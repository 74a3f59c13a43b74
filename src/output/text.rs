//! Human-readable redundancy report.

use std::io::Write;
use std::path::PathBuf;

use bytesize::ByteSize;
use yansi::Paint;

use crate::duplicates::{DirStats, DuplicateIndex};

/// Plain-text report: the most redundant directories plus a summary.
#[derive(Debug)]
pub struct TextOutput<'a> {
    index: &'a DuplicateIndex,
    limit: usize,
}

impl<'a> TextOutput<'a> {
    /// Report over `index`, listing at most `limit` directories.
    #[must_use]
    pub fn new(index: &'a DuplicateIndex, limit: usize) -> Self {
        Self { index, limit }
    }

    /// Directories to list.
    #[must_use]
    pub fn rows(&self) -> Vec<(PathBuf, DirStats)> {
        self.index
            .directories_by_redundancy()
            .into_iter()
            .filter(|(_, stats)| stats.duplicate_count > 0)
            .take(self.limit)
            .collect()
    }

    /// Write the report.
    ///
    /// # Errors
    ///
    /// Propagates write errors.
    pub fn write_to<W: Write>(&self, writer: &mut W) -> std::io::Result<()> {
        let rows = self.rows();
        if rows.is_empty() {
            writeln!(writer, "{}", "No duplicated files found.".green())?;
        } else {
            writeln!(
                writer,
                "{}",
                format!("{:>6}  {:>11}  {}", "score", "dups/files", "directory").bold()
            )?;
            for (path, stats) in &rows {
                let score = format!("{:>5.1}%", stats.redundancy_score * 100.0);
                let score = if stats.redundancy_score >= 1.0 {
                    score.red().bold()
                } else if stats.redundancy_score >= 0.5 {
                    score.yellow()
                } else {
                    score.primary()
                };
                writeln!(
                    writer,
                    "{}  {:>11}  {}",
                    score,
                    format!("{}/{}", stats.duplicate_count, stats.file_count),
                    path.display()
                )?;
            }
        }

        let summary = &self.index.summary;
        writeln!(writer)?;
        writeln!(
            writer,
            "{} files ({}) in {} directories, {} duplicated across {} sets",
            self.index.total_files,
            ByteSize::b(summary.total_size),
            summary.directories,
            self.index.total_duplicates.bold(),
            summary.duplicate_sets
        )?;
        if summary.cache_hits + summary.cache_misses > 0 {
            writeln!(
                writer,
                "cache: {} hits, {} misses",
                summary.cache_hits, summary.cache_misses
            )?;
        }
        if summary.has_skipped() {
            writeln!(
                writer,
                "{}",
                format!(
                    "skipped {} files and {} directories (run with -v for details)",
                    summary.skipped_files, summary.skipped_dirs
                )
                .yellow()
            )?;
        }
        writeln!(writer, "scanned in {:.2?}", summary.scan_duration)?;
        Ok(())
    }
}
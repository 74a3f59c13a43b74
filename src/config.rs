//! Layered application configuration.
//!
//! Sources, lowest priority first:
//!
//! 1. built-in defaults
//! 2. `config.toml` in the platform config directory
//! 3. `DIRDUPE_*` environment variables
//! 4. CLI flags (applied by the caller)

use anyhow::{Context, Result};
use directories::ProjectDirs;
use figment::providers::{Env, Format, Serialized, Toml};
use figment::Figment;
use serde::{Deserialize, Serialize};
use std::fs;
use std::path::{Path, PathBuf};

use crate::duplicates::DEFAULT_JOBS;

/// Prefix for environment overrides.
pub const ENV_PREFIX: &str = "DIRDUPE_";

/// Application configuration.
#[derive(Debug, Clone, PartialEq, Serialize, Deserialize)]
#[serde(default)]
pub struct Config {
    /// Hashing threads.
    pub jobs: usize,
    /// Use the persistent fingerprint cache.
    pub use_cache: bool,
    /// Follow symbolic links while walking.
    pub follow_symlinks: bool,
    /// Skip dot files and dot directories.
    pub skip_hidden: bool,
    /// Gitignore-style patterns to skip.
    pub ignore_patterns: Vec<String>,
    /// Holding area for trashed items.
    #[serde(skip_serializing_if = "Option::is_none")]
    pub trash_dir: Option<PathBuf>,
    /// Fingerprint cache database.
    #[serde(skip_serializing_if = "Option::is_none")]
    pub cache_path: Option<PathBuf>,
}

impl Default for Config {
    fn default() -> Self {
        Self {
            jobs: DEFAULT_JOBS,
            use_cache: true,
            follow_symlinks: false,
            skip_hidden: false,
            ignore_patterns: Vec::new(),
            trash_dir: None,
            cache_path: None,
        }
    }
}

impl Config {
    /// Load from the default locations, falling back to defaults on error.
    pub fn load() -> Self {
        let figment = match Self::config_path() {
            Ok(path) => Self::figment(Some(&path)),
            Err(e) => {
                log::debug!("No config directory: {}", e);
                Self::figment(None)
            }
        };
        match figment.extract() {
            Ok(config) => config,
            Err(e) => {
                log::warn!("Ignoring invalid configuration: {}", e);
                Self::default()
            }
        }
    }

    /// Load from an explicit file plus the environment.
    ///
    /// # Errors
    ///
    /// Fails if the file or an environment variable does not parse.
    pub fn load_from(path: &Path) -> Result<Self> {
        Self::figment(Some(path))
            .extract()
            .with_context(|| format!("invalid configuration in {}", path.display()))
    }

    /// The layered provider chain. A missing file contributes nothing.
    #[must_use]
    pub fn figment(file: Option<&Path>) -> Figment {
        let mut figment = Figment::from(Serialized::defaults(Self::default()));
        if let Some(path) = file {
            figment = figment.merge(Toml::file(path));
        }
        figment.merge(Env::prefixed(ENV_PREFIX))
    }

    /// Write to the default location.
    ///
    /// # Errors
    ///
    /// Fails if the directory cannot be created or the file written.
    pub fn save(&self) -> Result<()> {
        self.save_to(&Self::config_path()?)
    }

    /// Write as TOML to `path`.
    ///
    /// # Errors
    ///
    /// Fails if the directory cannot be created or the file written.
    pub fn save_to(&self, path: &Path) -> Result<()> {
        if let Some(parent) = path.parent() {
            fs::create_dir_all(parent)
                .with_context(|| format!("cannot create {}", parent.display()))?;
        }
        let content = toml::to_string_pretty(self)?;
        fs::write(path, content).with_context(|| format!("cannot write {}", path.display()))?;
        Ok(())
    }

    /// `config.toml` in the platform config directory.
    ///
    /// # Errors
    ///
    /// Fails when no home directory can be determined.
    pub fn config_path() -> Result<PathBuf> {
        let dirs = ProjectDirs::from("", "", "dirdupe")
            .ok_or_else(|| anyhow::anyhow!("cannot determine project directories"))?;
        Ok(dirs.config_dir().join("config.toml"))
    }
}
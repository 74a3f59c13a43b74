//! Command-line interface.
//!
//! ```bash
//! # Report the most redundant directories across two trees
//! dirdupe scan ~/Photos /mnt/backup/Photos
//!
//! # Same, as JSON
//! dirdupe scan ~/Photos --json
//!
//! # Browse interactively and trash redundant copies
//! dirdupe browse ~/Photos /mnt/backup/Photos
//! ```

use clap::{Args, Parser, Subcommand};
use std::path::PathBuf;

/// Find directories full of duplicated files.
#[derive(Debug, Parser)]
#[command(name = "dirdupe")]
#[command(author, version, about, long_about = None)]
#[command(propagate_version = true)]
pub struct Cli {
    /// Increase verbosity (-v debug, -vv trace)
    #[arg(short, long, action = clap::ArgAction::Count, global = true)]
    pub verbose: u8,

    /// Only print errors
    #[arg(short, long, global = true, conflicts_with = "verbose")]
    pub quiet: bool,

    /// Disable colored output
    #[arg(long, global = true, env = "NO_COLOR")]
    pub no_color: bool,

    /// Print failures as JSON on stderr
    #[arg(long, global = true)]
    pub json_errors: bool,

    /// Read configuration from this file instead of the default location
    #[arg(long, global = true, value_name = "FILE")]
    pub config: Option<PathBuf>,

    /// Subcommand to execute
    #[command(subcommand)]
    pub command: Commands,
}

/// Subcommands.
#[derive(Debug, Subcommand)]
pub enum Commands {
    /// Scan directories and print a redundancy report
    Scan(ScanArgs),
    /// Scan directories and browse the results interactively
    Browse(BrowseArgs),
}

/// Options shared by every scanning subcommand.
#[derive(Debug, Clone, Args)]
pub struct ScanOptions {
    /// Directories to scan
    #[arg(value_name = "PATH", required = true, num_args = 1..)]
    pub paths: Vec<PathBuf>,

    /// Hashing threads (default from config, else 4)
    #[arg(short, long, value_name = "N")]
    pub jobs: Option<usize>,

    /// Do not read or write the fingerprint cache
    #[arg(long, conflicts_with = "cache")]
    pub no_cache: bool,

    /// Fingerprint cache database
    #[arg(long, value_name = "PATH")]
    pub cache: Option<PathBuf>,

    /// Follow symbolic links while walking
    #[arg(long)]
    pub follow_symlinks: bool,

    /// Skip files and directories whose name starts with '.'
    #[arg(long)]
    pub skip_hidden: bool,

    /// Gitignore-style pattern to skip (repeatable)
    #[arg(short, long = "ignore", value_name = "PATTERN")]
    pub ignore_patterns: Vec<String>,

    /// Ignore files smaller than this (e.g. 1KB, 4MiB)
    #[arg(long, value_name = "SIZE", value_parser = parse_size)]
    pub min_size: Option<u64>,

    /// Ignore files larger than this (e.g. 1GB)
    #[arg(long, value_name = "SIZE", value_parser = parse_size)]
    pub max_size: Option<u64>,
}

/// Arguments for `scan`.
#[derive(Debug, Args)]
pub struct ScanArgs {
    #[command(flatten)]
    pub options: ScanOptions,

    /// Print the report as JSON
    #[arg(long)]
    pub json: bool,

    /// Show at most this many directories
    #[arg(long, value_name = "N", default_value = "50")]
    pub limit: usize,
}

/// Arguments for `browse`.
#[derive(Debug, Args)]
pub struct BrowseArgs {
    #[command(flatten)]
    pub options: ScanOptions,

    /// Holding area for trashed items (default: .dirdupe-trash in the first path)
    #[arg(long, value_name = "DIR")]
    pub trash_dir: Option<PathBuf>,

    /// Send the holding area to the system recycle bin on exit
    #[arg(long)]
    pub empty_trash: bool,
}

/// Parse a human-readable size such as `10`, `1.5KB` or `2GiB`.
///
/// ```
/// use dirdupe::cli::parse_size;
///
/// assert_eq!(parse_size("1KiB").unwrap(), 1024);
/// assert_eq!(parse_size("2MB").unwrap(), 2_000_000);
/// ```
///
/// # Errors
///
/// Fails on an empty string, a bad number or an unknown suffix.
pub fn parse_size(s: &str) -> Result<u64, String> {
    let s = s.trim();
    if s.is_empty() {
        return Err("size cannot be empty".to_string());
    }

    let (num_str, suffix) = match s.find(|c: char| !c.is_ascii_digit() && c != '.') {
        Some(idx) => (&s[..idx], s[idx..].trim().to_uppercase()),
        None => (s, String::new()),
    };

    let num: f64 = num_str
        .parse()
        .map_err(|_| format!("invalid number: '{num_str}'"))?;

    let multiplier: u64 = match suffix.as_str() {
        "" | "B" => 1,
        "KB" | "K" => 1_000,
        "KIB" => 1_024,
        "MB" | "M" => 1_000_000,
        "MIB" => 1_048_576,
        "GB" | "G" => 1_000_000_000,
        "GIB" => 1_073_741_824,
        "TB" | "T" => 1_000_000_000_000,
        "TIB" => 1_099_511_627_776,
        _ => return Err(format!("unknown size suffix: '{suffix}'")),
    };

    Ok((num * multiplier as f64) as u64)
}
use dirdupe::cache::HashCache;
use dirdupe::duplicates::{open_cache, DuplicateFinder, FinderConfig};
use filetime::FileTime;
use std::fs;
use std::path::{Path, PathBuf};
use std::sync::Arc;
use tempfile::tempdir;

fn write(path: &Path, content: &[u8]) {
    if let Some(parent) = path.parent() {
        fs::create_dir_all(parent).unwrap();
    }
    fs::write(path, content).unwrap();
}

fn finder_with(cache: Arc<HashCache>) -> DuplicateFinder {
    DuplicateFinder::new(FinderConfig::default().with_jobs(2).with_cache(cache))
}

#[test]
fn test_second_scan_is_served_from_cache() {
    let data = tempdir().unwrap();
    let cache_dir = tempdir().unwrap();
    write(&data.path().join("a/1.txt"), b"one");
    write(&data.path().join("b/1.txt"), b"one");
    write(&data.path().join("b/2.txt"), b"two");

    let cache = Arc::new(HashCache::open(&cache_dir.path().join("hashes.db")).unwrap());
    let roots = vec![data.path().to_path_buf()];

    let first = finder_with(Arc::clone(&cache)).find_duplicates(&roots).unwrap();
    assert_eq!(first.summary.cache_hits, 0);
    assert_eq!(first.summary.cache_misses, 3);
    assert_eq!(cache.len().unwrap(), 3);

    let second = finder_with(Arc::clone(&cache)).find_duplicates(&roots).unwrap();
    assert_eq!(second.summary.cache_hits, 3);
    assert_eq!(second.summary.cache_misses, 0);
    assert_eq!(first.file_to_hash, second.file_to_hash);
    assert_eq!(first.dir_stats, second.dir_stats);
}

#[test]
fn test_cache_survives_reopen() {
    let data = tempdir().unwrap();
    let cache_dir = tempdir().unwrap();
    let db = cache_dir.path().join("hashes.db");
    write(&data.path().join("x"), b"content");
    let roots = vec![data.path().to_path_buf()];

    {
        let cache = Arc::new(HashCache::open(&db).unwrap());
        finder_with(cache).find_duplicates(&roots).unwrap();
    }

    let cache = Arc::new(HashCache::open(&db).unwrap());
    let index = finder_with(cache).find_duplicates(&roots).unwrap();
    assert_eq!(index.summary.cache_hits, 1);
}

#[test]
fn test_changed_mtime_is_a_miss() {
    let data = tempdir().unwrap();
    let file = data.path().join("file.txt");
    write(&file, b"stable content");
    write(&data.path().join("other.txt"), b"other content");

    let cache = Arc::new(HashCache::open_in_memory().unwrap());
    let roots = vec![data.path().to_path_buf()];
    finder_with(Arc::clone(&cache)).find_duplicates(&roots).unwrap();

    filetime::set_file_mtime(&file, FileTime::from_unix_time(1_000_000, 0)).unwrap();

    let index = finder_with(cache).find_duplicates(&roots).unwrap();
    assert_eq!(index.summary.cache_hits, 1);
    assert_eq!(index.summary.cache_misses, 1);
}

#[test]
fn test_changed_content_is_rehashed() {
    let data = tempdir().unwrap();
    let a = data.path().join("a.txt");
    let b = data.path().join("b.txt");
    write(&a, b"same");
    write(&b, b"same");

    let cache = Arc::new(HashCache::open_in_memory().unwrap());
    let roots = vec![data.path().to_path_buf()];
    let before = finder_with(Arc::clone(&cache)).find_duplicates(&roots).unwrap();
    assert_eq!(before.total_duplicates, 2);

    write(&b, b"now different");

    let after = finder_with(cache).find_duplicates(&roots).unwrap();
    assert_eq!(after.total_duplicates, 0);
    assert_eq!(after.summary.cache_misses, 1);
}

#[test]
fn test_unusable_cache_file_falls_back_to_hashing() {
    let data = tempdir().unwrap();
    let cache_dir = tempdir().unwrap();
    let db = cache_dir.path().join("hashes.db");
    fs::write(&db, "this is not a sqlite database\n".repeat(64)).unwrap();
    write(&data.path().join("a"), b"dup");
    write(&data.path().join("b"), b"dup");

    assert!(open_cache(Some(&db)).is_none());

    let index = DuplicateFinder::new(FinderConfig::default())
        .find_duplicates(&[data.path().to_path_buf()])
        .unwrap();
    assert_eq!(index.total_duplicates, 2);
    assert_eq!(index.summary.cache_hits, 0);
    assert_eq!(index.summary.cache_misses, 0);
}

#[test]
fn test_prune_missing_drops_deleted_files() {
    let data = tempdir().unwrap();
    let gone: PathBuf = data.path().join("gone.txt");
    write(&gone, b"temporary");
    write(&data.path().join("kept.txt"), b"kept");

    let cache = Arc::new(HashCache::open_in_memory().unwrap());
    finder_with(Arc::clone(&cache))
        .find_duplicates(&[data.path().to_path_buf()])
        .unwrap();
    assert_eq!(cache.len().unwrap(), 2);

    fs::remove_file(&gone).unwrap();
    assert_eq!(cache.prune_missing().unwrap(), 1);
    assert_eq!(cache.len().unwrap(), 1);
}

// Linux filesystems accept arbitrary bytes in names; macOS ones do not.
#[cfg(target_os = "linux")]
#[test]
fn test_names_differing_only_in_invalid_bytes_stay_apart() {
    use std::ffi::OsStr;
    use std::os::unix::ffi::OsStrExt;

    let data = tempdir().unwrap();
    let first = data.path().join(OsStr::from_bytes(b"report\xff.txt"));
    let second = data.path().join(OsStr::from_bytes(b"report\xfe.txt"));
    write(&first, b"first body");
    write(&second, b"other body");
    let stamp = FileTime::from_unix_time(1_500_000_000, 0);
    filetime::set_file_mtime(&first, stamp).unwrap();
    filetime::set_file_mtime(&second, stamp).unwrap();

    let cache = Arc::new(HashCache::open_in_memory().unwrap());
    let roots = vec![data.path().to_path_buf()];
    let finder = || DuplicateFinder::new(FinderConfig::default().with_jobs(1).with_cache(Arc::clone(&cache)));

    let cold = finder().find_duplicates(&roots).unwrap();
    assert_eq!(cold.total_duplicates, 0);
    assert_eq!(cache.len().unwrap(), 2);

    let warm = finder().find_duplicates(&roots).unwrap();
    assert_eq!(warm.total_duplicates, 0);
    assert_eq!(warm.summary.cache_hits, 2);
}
= = =
AIM OF THE TASK:
A single figure is the whole answer: the number of lines in the material above that contain "short".

SOLVED PROBLEM:
4